- EXERCISE PROMPT
Go through the records below line by line. Count the lines with "today" and give the count alone.

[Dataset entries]
• • • •
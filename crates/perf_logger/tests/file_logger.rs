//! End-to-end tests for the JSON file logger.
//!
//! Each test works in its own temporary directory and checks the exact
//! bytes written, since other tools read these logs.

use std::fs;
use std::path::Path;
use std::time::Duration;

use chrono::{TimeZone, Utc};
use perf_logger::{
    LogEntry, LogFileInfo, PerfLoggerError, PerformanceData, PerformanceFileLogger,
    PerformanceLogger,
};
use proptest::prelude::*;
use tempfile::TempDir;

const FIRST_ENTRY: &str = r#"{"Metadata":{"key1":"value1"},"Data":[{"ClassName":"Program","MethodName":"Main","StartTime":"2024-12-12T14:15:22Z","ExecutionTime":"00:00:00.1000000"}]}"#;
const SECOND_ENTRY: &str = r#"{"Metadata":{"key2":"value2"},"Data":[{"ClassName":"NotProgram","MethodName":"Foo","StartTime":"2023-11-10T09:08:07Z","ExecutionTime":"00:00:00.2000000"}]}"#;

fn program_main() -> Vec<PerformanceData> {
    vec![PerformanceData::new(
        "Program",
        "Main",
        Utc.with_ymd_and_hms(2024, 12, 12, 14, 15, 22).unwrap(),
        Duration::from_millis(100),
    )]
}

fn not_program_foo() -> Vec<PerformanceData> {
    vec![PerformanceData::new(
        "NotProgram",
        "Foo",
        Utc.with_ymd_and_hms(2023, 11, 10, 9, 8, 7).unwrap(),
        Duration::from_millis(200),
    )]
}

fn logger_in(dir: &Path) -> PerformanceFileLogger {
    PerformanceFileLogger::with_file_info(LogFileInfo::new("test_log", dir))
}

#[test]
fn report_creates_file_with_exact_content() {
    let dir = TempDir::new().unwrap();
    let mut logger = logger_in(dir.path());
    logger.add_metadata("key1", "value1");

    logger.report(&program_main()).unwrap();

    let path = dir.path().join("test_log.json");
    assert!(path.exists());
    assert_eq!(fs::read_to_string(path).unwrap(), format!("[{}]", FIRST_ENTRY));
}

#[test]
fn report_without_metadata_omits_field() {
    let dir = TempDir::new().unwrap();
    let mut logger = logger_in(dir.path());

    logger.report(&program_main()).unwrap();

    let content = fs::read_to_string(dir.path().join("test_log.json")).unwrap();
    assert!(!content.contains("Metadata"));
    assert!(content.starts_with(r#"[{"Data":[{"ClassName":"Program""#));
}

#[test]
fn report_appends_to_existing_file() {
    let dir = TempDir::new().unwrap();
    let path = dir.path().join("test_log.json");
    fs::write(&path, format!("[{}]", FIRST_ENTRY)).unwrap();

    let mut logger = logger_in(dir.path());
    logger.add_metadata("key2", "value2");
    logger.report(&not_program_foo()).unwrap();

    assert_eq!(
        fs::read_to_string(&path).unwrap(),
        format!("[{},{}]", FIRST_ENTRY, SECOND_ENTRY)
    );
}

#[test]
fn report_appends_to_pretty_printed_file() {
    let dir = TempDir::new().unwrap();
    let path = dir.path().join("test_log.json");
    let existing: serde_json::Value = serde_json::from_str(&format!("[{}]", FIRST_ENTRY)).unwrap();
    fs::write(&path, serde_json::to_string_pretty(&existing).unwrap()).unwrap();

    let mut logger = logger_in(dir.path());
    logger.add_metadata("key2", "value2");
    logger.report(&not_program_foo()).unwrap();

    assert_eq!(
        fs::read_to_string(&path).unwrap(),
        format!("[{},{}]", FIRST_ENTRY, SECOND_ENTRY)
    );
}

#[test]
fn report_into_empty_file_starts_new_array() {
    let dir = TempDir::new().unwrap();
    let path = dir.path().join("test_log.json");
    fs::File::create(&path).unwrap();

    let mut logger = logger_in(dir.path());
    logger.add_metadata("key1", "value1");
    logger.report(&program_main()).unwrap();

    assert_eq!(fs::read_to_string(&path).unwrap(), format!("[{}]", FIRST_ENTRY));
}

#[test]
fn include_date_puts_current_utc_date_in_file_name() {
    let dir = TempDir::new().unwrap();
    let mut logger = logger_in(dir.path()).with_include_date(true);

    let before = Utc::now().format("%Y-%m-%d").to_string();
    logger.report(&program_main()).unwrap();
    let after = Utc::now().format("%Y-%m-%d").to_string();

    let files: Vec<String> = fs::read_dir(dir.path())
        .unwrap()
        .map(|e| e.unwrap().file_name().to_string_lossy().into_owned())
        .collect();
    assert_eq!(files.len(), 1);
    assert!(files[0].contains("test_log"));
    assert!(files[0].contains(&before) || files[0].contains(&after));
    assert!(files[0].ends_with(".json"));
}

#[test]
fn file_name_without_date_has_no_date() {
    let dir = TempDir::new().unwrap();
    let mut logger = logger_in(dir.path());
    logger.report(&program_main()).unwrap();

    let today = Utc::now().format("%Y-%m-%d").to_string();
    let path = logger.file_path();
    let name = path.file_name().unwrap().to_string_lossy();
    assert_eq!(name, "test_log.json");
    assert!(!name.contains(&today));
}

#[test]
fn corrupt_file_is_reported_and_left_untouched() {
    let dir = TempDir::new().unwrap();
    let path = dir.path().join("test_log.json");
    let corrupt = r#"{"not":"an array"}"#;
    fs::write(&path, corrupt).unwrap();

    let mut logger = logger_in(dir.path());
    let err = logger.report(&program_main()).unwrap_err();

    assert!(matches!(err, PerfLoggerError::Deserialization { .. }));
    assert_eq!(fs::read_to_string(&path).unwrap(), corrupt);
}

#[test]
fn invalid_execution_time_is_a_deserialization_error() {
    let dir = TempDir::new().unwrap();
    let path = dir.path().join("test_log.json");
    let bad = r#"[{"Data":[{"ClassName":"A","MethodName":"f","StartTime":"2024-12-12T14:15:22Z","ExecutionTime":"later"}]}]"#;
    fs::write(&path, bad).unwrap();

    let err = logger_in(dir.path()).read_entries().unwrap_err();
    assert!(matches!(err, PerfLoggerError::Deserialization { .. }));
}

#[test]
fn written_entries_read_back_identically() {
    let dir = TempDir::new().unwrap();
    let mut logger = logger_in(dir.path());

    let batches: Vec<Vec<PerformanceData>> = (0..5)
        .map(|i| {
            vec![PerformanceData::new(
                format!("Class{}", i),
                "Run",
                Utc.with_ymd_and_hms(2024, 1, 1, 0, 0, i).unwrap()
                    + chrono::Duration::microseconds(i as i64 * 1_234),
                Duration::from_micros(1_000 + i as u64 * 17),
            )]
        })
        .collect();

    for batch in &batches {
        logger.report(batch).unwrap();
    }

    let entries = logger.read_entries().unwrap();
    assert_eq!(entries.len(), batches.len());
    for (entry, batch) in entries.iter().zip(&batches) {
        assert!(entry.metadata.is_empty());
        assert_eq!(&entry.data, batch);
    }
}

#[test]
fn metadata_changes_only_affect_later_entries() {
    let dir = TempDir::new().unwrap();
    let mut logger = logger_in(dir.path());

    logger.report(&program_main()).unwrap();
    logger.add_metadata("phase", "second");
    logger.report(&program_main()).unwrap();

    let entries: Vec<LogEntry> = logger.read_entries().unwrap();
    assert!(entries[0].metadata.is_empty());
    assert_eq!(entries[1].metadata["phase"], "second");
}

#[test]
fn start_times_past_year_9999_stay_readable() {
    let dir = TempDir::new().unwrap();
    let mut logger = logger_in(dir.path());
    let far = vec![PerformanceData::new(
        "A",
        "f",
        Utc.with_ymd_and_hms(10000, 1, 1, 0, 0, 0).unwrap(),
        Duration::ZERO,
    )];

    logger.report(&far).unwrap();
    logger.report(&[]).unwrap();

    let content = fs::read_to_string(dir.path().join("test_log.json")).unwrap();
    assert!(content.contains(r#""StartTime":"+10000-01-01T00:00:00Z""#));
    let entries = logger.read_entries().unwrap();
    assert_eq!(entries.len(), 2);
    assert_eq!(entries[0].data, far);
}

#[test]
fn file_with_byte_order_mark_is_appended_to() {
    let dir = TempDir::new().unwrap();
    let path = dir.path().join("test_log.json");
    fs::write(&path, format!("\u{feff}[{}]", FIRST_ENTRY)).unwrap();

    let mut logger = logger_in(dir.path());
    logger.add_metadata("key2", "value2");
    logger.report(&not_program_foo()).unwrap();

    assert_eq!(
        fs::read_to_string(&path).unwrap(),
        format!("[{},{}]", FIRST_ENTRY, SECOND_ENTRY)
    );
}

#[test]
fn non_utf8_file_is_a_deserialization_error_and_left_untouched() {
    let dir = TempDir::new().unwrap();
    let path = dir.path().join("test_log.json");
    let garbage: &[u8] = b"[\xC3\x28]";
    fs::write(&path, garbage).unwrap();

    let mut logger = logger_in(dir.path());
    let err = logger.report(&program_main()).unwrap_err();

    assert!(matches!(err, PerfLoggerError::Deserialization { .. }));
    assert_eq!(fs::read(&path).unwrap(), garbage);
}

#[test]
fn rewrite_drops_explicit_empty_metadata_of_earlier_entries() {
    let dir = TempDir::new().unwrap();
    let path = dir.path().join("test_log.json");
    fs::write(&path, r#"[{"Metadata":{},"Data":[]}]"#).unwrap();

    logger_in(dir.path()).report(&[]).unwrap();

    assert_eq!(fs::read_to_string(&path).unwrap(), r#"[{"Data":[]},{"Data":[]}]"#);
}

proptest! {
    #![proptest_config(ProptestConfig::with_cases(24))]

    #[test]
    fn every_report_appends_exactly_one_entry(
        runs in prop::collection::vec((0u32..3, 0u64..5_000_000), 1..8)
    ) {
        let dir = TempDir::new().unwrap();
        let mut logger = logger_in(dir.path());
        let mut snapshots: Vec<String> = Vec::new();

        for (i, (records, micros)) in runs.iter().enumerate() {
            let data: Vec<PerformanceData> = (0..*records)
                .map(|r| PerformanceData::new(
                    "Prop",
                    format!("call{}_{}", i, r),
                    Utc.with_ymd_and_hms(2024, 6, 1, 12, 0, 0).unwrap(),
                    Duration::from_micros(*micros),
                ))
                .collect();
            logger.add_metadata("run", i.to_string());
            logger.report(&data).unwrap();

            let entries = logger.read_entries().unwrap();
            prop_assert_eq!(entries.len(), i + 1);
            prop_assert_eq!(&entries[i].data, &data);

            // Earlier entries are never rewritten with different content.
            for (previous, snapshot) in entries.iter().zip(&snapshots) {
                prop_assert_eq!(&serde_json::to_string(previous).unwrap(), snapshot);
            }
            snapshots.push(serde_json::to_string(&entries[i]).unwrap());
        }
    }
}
• • • •
- ANSWER TO THIS EXERCISE
2